*Work task*
Among the records below, find each line bearing the word "maxPrice" and copy it.

(Saved entries)
• • • • • • •

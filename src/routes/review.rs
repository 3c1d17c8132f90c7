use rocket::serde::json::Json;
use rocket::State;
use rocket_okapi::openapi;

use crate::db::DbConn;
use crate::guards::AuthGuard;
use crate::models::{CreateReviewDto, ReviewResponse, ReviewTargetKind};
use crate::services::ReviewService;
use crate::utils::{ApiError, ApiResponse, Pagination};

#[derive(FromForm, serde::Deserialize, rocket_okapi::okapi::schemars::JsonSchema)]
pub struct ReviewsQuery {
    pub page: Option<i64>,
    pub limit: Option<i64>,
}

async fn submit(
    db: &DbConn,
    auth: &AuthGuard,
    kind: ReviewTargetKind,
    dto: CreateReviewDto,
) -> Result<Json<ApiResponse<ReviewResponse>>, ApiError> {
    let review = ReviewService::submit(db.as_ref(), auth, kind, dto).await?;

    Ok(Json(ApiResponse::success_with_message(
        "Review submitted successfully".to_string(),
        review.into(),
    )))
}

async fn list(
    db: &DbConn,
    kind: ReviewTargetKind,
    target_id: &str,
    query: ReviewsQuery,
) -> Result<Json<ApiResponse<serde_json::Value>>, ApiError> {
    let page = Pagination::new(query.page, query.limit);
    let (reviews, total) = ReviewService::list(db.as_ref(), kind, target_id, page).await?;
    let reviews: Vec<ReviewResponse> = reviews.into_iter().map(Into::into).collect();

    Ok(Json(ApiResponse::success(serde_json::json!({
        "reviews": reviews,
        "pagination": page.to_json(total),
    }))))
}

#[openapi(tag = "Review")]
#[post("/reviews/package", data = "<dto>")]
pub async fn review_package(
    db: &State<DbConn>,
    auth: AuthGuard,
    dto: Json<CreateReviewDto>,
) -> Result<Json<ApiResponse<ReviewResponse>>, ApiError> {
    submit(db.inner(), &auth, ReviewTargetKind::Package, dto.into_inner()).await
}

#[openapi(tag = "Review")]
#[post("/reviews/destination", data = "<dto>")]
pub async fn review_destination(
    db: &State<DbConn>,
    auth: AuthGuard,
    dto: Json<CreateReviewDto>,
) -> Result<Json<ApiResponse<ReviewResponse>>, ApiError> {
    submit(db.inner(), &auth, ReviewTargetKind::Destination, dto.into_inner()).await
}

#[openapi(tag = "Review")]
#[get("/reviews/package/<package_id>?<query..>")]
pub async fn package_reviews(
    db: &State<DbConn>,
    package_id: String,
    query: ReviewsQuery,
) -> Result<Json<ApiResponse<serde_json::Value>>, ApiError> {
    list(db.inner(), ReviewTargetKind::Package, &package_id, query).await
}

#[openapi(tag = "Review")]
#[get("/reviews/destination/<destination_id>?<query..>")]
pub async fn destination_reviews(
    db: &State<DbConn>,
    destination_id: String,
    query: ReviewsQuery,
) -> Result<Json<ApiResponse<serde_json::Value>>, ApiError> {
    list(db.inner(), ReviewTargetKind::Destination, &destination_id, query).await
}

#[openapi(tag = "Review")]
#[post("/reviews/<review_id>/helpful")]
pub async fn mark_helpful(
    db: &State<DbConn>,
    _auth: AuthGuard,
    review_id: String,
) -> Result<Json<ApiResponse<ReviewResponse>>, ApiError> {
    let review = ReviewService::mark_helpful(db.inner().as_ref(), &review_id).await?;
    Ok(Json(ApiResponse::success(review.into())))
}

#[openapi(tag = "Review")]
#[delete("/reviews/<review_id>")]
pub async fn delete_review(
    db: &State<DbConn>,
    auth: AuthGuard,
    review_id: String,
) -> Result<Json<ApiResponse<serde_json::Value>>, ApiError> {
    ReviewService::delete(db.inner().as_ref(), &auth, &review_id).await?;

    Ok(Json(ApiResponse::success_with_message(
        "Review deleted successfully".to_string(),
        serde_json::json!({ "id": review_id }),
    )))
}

• • • • • • •

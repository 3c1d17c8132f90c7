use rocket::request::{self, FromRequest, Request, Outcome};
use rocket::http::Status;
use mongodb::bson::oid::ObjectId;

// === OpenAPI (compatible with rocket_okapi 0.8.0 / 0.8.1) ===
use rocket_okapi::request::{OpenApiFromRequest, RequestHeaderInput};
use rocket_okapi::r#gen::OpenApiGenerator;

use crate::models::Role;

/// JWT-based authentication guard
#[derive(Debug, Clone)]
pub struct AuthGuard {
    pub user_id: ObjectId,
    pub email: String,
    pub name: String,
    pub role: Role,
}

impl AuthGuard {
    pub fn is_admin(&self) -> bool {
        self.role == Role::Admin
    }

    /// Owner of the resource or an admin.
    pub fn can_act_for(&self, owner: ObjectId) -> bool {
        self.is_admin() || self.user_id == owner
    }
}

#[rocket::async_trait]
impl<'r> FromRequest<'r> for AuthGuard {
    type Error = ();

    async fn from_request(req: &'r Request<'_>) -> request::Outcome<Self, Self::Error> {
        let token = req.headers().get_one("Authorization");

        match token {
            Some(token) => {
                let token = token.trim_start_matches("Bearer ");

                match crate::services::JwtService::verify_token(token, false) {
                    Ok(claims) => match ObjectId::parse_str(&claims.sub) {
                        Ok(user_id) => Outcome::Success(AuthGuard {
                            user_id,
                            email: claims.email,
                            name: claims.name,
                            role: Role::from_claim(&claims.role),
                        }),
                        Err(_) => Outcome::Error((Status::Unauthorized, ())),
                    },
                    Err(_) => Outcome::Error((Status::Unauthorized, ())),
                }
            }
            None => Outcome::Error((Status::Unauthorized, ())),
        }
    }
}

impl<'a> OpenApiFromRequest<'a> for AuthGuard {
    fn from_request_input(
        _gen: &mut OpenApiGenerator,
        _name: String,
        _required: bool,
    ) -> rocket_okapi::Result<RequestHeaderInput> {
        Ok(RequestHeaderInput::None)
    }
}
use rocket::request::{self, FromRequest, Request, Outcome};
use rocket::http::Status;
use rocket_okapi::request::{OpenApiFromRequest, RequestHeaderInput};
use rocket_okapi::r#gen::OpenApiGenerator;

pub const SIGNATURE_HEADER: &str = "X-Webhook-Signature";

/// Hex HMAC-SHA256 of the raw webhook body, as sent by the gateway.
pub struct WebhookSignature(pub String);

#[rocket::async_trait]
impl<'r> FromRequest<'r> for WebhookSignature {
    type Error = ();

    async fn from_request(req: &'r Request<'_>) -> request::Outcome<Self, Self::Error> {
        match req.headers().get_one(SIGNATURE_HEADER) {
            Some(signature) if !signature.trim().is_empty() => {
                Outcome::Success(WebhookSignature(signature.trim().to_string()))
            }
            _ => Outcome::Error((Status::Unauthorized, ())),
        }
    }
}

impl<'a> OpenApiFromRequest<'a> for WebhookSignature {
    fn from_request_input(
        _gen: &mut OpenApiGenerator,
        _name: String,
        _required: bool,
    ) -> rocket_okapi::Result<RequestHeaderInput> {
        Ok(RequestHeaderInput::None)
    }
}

• • • • • • •

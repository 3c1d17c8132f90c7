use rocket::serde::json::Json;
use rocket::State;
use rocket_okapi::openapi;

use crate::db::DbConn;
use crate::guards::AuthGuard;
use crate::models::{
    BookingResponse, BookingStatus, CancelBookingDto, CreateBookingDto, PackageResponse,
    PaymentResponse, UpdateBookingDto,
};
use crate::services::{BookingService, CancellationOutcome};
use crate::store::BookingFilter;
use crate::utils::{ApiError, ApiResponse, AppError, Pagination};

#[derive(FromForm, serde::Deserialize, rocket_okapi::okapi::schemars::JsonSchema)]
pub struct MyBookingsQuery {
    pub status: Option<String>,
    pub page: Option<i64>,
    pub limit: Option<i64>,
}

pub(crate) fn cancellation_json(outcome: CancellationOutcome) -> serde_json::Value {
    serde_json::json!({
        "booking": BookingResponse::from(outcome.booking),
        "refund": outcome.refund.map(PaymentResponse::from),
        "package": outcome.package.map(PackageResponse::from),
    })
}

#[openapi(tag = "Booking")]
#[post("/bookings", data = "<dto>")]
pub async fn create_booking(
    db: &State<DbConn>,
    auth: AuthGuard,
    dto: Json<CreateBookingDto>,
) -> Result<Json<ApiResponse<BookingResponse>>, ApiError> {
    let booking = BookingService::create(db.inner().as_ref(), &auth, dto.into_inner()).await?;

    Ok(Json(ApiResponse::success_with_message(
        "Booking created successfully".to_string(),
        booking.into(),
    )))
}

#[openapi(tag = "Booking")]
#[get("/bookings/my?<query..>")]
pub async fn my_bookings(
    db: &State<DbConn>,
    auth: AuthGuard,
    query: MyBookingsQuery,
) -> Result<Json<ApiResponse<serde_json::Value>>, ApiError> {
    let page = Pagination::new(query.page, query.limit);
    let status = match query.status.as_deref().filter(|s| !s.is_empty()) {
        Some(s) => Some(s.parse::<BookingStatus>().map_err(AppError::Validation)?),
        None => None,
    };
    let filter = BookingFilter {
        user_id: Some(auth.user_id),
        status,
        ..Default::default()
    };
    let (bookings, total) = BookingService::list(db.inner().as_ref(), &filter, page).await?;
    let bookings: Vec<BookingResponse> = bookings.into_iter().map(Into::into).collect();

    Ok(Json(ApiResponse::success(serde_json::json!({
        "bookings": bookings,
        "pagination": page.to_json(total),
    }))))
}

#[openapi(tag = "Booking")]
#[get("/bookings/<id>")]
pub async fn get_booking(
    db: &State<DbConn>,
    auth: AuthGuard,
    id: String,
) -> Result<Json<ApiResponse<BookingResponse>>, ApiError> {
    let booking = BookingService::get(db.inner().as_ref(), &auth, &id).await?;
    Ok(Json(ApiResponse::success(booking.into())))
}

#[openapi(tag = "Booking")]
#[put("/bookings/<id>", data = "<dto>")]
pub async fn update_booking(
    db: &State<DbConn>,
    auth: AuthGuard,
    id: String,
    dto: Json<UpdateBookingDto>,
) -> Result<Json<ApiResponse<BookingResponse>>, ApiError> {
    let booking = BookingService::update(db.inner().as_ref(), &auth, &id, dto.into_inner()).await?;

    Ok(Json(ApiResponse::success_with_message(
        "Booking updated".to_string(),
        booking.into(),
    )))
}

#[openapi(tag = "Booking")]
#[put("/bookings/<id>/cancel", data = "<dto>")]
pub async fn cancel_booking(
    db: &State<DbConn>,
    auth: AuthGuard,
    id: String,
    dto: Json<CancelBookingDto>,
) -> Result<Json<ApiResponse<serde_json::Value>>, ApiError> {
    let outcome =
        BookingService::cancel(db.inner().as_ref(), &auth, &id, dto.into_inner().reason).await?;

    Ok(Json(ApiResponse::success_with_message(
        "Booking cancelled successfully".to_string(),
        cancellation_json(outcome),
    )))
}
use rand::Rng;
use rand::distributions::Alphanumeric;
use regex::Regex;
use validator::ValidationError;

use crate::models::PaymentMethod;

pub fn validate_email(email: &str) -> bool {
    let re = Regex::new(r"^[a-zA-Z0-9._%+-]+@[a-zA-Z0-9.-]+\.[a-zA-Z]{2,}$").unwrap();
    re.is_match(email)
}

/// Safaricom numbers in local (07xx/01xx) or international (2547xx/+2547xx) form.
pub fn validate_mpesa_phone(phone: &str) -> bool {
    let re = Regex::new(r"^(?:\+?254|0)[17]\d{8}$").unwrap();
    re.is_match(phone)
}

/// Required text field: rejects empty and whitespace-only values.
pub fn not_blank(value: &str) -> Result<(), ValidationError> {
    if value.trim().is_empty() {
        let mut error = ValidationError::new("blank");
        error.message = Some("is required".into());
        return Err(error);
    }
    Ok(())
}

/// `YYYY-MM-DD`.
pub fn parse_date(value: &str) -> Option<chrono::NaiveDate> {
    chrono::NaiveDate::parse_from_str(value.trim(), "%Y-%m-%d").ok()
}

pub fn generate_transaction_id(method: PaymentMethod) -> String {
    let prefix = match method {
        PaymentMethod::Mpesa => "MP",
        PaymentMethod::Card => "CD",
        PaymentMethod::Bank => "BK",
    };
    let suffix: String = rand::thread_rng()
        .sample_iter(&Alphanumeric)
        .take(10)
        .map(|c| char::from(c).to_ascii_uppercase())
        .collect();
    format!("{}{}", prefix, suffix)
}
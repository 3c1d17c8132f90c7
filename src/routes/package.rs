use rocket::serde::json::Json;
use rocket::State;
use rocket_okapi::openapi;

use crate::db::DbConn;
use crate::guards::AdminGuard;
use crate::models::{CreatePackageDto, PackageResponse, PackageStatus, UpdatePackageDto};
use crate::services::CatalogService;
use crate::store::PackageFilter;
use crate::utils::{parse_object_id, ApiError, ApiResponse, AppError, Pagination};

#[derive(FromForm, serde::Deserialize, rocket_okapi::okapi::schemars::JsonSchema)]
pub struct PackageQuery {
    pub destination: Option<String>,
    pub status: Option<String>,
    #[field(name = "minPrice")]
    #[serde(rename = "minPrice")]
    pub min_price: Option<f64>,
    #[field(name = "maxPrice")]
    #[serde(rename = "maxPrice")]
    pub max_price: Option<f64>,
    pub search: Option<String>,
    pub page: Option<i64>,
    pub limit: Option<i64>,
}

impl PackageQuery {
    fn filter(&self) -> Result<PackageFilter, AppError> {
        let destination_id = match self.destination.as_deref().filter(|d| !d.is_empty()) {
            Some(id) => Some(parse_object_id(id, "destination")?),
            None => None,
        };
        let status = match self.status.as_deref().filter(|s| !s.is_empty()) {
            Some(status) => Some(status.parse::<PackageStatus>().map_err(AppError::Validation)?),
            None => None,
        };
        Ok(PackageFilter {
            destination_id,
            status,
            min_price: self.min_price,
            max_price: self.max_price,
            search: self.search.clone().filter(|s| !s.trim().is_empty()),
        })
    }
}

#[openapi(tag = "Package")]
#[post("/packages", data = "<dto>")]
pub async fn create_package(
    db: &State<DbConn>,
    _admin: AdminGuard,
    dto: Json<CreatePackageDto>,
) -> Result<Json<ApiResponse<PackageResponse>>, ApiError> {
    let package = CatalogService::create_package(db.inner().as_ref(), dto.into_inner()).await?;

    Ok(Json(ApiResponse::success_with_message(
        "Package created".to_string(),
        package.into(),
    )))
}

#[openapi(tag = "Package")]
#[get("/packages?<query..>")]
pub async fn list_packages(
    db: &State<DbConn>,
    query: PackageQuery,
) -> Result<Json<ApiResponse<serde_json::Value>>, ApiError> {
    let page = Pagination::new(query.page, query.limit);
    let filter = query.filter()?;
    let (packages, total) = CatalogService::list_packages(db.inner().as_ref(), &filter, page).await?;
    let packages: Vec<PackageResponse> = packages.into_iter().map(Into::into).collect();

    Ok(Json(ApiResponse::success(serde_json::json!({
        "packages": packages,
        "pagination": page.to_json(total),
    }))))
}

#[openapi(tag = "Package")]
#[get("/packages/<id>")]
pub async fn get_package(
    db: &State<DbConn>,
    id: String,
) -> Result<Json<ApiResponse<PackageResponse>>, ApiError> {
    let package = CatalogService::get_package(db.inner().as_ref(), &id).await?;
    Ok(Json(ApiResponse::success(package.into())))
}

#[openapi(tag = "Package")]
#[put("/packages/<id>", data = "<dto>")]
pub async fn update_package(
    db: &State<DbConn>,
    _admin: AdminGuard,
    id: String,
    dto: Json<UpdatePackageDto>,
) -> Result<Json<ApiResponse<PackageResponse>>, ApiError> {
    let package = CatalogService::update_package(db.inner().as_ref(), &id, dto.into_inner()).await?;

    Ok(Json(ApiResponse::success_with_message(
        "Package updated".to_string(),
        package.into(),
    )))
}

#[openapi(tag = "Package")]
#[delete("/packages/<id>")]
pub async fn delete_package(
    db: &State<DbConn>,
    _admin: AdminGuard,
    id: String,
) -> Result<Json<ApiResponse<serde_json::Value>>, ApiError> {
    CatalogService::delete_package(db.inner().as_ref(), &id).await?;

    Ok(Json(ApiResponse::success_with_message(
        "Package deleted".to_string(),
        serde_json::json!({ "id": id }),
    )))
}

• • • • • • •

*Problem solution*
    #[field(name = "maxPrice")]
    #[serde(rename = "maxPrice")]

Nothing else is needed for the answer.